**Work order**
Please state the number of lines in the material below that contain "descriptive", with no other words.

**Data for processing**
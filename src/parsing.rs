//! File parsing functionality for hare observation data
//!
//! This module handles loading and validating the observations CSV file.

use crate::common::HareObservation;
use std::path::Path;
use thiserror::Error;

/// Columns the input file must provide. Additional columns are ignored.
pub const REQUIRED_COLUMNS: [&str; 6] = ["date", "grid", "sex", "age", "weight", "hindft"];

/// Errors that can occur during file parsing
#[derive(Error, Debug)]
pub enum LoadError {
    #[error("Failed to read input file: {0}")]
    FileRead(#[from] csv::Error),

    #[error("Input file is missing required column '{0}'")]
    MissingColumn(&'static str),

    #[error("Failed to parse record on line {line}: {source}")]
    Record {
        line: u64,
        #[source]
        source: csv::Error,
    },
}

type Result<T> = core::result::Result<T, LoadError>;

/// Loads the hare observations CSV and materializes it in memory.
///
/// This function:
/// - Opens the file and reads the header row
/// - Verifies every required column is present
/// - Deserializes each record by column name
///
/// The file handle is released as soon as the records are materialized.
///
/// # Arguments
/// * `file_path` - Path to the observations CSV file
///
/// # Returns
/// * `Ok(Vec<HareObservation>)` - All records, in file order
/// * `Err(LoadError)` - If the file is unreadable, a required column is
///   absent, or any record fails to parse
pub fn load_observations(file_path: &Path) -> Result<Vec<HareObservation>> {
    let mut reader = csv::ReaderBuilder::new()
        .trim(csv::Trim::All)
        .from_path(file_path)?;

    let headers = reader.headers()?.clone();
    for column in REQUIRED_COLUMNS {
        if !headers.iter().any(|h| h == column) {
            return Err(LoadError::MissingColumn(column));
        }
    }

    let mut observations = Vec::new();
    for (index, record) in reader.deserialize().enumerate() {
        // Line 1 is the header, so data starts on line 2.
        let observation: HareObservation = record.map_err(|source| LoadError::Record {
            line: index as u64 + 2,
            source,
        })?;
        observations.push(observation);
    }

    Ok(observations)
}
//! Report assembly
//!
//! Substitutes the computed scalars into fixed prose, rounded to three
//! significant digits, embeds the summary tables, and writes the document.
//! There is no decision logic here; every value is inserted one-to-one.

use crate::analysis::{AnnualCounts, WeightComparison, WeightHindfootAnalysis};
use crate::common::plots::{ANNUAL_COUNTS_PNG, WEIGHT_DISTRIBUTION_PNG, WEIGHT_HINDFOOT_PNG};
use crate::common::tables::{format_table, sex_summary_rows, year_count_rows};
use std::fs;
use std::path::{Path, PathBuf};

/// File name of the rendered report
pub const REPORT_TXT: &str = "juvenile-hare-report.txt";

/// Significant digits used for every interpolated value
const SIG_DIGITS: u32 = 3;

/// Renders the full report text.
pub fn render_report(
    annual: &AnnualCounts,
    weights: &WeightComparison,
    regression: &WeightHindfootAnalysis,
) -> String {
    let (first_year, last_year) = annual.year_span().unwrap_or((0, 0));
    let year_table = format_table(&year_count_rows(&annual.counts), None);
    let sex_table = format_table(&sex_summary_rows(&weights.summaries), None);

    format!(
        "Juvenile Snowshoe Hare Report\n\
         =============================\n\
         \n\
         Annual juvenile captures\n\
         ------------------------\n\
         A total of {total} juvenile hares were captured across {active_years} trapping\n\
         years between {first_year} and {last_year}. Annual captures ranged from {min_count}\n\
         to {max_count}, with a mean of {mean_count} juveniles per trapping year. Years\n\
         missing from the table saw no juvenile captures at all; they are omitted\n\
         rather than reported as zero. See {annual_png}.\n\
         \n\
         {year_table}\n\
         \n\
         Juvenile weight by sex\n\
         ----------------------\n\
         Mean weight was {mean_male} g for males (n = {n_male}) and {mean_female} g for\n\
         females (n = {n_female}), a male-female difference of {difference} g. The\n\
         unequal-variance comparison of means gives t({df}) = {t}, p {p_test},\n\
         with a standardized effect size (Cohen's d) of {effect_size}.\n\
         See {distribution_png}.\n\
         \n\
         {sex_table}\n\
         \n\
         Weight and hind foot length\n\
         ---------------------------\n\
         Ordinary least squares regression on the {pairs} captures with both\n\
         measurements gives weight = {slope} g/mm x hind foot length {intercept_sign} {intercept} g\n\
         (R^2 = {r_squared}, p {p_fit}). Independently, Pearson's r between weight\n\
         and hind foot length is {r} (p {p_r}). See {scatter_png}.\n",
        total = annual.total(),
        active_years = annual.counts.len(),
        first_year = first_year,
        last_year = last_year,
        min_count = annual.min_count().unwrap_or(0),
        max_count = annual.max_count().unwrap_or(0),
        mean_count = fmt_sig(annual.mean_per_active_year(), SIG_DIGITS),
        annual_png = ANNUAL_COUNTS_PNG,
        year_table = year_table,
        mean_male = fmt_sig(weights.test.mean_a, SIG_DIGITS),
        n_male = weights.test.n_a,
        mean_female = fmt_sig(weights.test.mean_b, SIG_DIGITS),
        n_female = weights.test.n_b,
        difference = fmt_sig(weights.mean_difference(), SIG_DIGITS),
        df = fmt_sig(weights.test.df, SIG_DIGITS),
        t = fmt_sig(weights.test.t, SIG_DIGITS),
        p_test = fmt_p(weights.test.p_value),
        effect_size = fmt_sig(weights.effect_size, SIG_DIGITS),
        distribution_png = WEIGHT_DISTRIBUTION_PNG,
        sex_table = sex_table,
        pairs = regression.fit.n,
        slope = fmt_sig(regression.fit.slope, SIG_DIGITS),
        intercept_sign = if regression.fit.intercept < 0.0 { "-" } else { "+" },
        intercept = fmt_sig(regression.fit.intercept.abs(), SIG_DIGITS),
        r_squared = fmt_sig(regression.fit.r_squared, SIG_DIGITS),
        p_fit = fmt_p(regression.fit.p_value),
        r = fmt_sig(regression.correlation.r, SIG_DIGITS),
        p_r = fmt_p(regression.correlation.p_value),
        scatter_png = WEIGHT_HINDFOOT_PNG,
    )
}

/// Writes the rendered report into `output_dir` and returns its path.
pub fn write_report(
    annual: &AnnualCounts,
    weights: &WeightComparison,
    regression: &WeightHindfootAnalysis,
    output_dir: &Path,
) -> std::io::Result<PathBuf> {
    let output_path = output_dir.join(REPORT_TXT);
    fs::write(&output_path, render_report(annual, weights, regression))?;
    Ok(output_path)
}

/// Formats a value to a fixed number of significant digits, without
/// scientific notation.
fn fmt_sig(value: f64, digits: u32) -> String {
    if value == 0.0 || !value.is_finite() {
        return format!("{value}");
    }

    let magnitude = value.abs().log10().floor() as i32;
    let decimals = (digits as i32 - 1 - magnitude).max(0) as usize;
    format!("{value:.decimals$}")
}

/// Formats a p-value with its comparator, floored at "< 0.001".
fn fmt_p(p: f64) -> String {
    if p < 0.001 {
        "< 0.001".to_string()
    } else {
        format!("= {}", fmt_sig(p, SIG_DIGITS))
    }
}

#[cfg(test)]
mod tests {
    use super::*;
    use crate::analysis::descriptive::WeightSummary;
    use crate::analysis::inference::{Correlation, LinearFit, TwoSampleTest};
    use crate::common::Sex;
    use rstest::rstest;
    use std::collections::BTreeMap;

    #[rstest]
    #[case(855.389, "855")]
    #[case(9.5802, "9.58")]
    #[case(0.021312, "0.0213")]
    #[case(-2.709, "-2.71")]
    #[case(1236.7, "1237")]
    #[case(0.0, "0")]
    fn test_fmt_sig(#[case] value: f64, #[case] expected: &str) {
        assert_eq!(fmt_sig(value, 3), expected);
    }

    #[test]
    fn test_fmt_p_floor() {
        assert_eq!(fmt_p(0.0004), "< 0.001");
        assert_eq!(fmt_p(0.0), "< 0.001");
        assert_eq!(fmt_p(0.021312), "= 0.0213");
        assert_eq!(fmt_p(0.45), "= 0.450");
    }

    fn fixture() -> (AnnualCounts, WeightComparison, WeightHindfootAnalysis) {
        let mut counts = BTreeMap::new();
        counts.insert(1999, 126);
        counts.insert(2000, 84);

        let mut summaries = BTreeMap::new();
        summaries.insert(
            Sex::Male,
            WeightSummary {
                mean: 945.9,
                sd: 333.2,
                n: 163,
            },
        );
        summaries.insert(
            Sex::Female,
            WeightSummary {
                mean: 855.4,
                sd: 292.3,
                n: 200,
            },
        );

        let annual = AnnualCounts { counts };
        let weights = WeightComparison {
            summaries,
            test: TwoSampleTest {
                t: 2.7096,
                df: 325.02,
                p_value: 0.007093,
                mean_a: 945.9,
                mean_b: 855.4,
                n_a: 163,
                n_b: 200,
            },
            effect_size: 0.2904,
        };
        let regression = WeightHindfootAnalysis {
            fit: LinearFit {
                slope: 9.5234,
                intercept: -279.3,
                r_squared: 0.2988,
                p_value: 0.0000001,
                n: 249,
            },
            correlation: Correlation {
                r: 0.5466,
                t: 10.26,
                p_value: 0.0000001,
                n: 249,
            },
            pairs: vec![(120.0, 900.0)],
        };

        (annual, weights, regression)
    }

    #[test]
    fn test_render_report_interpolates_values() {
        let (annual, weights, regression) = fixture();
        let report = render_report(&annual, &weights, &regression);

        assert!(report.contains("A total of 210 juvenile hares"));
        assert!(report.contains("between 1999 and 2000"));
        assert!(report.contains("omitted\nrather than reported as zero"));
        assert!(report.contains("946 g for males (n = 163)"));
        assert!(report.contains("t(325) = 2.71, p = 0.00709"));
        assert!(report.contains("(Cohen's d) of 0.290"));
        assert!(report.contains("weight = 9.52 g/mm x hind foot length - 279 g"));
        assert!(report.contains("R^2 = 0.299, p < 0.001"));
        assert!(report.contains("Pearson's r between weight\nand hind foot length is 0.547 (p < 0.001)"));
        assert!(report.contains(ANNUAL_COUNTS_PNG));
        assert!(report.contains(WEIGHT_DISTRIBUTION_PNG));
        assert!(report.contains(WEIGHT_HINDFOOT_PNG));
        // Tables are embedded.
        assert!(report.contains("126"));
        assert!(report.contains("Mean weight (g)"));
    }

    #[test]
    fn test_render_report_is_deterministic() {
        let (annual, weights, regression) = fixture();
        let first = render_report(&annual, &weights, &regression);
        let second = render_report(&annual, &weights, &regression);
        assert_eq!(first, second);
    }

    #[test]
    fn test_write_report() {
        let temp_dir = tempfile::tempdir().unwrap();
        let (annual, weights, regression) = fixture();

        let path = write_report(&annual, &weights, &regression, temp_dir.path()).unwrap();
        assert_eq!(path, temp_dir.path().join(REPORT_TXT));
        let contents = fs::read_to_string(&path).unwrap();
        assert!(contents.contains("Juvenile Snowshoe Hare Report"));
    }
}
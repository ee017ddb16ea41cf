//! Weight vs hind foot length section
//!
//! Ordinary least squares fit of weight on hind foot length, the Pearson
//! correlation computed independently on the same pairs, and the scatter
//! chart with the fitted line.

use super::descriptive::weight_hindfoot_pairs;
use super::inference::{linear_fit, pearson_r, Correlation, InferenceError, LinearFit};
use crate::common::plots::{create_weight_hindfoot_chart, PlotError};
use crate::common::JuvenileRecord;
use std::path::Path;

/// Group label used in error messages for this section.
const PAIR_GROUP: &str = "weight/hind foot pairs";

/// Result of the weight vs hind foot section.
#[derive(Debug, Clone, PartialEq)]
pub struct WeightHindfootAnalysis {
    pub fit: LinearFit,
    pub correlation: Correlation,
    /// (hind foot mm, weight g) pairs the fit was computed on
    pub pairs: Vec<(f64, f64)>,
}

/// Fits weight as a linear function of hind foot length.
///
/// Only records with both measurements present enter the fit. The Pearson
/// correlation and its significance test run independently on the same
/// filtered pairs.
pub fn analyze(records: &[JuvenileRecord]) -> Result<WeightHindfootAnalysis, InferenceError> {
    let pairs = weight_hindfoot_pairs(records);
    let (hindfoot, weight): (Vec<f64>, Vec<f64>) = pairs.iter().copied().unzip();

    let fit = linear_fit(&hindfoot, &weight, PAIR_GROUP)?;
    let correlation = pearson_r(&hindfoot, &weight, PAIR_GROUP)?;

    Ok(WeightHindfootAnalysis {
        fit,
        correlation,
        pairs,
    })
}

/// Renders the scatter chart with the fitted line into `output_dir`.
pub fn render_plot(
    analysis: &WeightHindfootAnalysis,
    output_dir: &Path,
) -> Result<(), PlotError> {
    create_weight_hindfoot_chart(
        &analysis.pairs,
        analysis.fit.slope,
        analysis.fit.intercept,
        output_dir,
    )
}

**Reply to the exercise**
2